If there was an insect-mass-rearing version of Godwin’s law, the screwworm* would be Adolf Hitler. The more anyone reads about insect farming, the more likely one ends up reading about the U.S.’s successful 1966 eradication of the screwworm via sterile releases. Using SIT (sterile insect technique) screwworms were not only eliminated from the continental U.S., but by 1984, all of North America, was screwworm-free. How did we do it? By mass rearing 150 million sterile screwworms a week in a screwworm factory in Mission, Texas. Before the program ended, there were over two billion sterile flies being released each year.
That is insane.
Lucky me got some free literature on screwworm eradication from a friendly Penn State librarian.
What is striking however, is that screwworms, are like mosquito malaria-vectors in that both require animal tissue or blood to complete their life cycle. For screwworms a successful replacement was developed over fifty years ago. For the mosquito, we still rely on donated human blood or live animals.
There are a lot of reasons why we might want to mass rear the mosquito like we mass reared the screwworm. For those of us who saw Mike Turrelli’s talk at the CIDD this past fall, it takes a lot of mosquitoes to spread an artificially reared mosquito with certain traits (or in his case infection status) into a natural population. Simple things cause problems, like roads. We need a lot more mosquitoes than we originally thought. We need millions.
How do we rear millions of mosquitoes?
How did we rear millions of screwworms? Edward Fred Knipling (“Knip”), a USDA entomologist, developed an “artificial” diet made from slaughterhouse waste (200,000 pounds of beef and pork lungs, 11,000 pounds of dried blood, 8,500 pounds of horse meat), and milk (2,700 pounds of non-fat dried milk). Those 150 million screwworms that were produced a week as a result, fit into a plant that measured 75,000 square feet. In field trials a population could be eradicated in as little as 6 months. Once released into the United States in 1957, the screwworm was eradicated in the Southeast by 1959, the Southwest by 1966 and all of Mexico by 1984.
If it was possible for the screwworm, it seems possible for the malaria vector. Maybe we can even do one better: save some milk, save some beef and come up with a truly “artificial” way to rear mosquitoes without mammalian hosts?

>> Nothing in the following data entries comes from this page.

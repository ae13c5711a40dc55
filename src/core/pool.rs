//! Admission control.
//!
//! A single atomic counter bounds concurrent executions; there is no queue.
//! The slot is held from admission until the execution's result is built and
//! released by dropping the [`Permit`].

use crate::config::builder::IsolationConfigBuilder;
use crate::config::server::ServerConfig;
use crate::config::types::{ExecutionId, ExecutionRequest, RejectReason, Result, RunboxError};
use crate::core::supervisor::Supervisor;
use crate::core::types::ExecutionResult;
use crate::engine::{self, IsolationEngine};
use crate::observability::metrics::{MetricsSnapshot, SupervisorMetrics};
use crate::runtime::RuntimeRegistry;
use crossbeam_channel::{bounded, Receiver, Sender};
use std::collections::HashMap;
use std::sync::atomic::{AtomicUsize, Ordering};
use std::sync::{Arc, Mutex, MutexGuard};

type CancelRegistry = Mutex<HashMap<ExecutionId, Sender<()>>>;

fn lock_registry(registry: &CancelRegistry) -> MutexGuard<'_, HashMap<ExecutionId, Sender<()>>> {
    // Entries are plain senders; a panic elsewhere cannot leave them inconsistent
    registry.lock().unwrap_or_else(|poisoned| poisoned.into_inner())
}

/// Concurrency slot. Releases the slot and the cancellation entry on drop.
struct Permit {
    execution_id: ExecutionId,
    active: Arc<AtomicUsize>,
    cancels: Arc<CancelRegistry>,
    metrics: Arc<SupervisorMetrics>,
}

impl Drop for Permit {
    fn drop(&mut self) {
        lock_registry(&self.cancels).remove(&self.execution_id);
        self.active.fetch_sub(1, Ordering::AcqRel);
        self.metrics.running.dec();
    }
}

/// An admitted execution, holding its slot until [`Admission::run`] returns.
pub struct Admission {
    execution_id: ExecutionId,
    request: ExecutionRequest,
    cancel_rx: Receiver<()>,
    supervisor: Arc<Supervisor>,
    _permit: Permit,
}

impl Admission {
    pub fn execution_id(&self) -> &ExecutionId {
        &self.execution_id
    }

    /// Run on the calling thread. The slot is released when this returns.
    pub fn run(self) -> ExecutionResult {
        self.supervisor
            .run(self.execution_id.clone(), &self.request, self.cancel_rx.clone())
    }
}

/// Bounded, reject-fast pool of executions
pub struct ExecutionPool {
    capacity: usize,
    active: Arc<AtomicUsize>,
    cancels: Arc<CancelRegistry>,
    server: Arc<ServerConfig>,
    runtimes: Arc<RuntimeRegistry>,
    supervisor: Arc<Supervisor>,
    metrics: Arc<SupervisorMetrics>,
}

impl ExecutionPool {
    /// Pool using the engine named in the configuration
    pub fn from_config(server: ServerConfig) -> Result<Self> {
        let engine = engine::from_config(&server.engine);
        Self::new(server, engine)
    }

    pub fn new(server: ServerConfig, engine: Arc<dyn IsolationEngine>) -> Result<Self> {
        server.validate()?;
        let runtimes = Arc::new(RuntimeRegistry::from_specs(&server.runtimes)?);
        let server = Arc::new(server);
        let metrics = Arc::new(SupervisorMetrics::new());
        let supervisor = Arc::new(Supervisor::new(
            Arc::clone(&server),
            Arc::clone(&runtimes),
            engine,
            Arc::clone(&metrics),
        ));

        log::info!(
            "Execution pool ready: capacity {}, scratch root {}",
            server.limits.max_concurrent_executions,
            server.scratch_root.display()
        );

        Ok(Self {
            capacity: server.limits.max_concurrent_executions,
            active: Arc::new(AtomicUsize::new(0)),
            cancels: Arc::new(Mutex::new(HashMap::new())),
            server,
            runtimes,
            supervisor,
            metrics,
        })
    }

    pub fn capacity(&self) -> usize {
        self.capacity
    }

    pub fn active(&self) -> usize {
        self.active.load(Ordering::Acquire)
    }

    pub fn runtimes(&self) -> &RuntimeRegistry {
        &self.runtimes
    }

    pub fn metrics(&self) -> MetricsSnapshot {
        self.metrics.snapshot()
    }

    fn try_acquire(&self) -> bool {
        let mut current = self.active.load(Ordering::Acquire);
        loop {
            if current >= self.capacity {
                return false;
            }
            match self.active.compare_exchange_weak(
                current,
                current + 1,
                Ordering::AcqRel,
                Ordering::Acquire,
            ) {
                Ok(_) => return true,
                Err(observed) => current = observed,
            }
        }
    }

    /// Validate and admit a request, or reject it without spawning anything.
    pub fn admit(&self, request: ExecutionRequest) -> Result<Admission> {
        let builder = IsolationConfigBuilder::new(&self.server, &self.runtimes);
        if let Err(e) = builder.check(&request) {
            self.metrics.rejected_config.inc();
            log::info!("Rejected request for runtime '{}': {}", request.runtime, e);
            return Err(e);
        }

        if !self.try_acquire() {
            self.metrics.rejected_at_capacity.inc();
            log::info!("Rejected request: {} executions already running", self.capacity);
            return Err(RunboxError::AdmissionRejected(RejectReason::AtCapacity));
        }

        let execution_id = ExecutionId::new();
        let (cancel_tx, cancel_rx) = bounded(1);
        lock_registry(&self.cancels).insert(execution_id.clone(), cancel_tx);
        self.metrics.admitted.inc();
        self.metrics.running.inc();

        Ok(Admission {
            execution_id: execution_id.clone(),
            request,
            cancel_rx,
            supervisor: Arc::clone(&self.supervisor),
            _permit: Permit {
                execution_id,
                active: Arc::clone(&self.active),
                cancels: Arc::clone(&self.cancels),
                metrics: Arc::clone(&self.metrics),
            },
        })
    }

    /// Admit and run on the calling thread
    pub fn execute(&self, request: ExecutionRequest) -> Result<ExecutionResult> {
        Ok(self.admit(request)?.run())
    }

    /// Request cancellation of a running execution. Returns false if the id is unknown.
    pub fn cancel(&self, execution_id: &ExecutionId) -> bool {
        match lock_registry(&self.cancels).get(execution_id) {
            Some(tx) => {
                let _ = tx.try_send(());
                log::info!("[{}] cancellation delivered", execution_id);
                true
            }
            None => false,
        }
    }
}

*The screwworm is a parasitic fly (Cochliomyia hominivorax) that feeds on live tissue of either livestock or human hosts. It’s cousin, Cochliomyia macellaria, is a friendlier version that feeds only on already dead tissues and is employed in maggot therapy for medicinal purposes and in forensic entomology to determine time since death.
As a p.s. to this post, my current obsession with insect mass-rearing has turned into a library exhibit I’ve set up in the display cases on the 4th floor of Paterno. I’ll give you a free tour if anyone is interested.